[Collected data]

________________________

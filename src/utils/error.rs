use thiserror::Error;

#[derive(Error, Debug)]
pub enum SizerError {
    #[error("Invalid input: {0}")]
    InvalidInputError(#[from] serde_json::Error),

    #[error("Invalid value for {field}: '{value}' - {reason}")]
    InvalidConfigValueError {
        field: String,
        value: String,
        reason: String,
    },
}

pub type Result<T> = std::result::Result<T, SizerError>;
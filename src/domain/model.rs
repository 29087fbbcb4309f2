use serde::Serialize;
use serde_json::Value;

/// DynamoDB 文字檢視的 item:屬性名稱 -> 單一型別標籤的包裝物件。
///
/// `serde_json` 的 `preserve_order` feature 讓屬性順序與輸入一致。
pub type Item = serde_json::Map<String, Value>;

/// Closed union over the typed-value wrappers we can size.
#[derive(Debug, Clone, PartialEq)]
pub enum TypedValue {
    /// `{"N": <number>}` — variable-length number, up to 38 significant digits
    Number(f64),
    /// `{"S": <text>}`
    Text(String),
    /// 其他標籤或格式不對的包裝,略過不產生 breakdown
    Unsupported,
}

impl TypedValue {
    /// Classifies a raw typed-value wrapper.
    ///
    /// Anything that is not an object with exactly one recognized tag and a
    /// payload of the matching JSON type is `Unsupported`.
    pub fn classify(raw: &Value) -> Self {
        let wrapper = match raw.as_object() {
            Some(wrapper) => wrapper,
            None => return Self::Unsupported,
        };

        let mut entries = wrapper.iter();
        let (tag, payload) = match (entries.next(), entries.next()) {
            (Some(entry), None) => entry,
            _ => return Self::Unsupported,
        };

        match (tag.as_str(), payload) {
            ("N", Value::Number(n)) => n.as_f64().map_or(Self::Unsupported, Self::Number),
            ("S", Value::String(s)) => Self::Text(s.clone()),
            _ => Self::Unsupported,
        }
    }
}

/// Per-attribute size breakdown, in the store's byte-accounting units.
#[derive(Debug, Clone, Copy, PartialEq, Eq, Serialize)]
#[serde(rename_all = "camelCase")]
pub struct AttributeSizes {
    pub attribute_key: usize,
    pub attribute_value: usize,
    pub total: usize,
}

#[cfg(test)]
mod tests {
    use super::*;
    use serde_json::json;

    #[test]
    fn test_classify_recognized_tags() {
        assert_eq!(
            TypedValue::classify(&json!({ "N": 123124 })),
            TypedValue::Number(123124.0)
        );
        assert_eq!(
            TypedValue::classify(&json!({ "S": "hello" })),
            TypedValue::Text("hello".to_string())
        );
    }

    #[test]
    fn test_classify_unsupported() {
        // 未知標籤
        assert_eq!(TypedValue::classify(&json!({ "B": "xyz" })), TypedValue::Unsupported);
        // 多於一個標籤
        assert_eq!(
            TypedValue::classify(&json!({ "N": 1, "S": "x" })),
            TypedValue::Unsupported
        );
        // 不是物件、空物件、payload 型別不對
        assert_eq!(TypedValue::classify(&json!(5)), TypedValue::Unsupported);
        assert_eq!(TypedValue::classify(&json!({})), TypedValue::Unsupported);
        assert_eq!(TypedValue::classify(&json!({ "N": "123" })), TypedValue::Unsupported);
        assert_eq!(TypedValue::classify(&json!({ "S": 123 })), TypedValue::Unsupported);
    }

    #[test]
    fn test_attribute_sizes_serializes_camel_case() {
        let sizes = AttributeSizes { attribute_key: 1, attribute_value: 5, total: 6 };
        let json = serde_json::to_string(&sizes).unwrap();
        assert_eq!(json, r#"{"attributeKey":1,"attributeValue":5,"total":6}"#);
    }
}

________________________

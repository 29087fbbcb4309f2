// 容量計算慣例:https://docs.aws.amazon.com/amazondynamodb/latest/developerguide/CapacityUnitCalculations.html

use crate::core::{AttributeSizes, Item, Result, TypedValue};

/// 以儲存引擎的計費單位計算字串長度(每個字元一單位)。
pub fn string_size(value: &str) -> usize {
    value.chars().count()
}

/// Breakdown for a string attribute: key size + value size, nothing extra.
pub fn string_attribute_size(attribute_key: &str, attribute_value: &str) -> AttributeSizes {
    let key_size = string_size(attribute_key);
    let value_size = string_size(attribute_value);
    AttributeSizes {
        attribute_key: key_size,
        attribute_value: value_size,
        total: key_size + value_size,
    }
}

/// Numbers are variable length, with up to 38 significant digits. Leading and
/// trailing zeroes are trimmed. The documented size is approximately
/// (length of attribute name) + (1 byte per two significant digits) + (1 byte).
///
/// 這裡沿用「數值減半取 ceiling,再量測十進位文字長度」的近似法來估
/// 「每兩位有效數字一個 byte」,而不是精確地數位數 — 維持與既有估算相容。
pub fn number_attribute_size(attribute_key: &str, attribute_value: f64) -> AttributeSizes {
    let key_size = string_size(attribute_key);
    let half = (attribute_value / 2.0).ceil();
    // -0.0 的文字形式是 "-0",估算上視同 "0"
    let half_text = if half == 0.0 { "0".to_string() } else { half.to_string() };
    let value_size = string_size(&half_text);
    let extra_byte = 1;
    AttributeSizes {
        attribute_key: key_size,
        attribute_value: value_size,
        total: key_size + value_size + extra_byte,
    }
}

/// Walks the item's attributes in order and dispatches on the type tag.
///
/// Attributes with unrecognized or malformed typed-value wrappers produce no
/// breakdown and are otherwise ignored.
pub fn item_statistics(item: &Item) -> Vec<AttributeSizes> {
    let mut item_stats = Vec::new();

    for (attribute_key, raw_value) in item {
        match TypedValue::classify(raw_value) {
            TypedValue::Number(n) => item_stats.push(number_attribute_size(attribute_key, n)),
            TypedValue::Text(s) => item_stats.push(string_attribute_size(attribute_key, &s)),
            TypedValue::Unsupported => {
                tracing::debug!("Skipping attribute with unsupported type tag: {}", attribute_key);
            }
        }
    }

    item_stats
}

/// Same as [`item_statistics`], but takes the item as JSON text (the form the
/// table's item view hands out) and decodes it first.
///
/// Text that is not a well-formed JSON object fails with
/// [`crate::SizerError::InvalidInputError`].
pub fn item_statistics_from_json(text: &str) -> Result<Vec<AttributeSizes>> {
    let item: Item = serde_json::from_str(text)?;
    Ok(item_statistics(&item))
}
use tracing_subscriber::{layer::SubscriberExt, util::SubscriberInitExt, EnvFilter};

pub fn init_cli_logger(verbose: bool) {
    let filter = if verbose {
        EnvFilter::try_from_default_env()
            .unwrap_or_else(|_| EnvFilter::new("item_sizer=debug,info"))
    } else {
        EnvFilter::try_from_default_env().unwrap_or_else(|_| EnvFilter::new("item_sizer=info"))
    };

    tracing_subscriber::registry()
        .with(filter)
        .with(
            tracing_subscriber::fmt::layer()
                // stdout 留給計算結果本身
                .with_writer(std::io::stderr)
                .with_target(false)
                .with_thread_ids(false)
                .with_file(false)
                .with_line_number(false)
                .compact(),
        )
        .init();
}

________________________

Only lines containing the string "EnvFilter" are needed. Pull each of them out of the records above.

**EXERCISE SOLUTION**:
use tracing_subscriber::{layer::SubscriberExt, util::SubscriberInitExt, EnvFilter};
        EnvFilter::try_from_default_env()
            .unwrap_or_else(|_| EnvFilter::new("item_sizer=debug,info"))
        EnvFilter::try_from_default_env().unwrap_or_else(|_| EnvFilter::new("item_sizer=info"))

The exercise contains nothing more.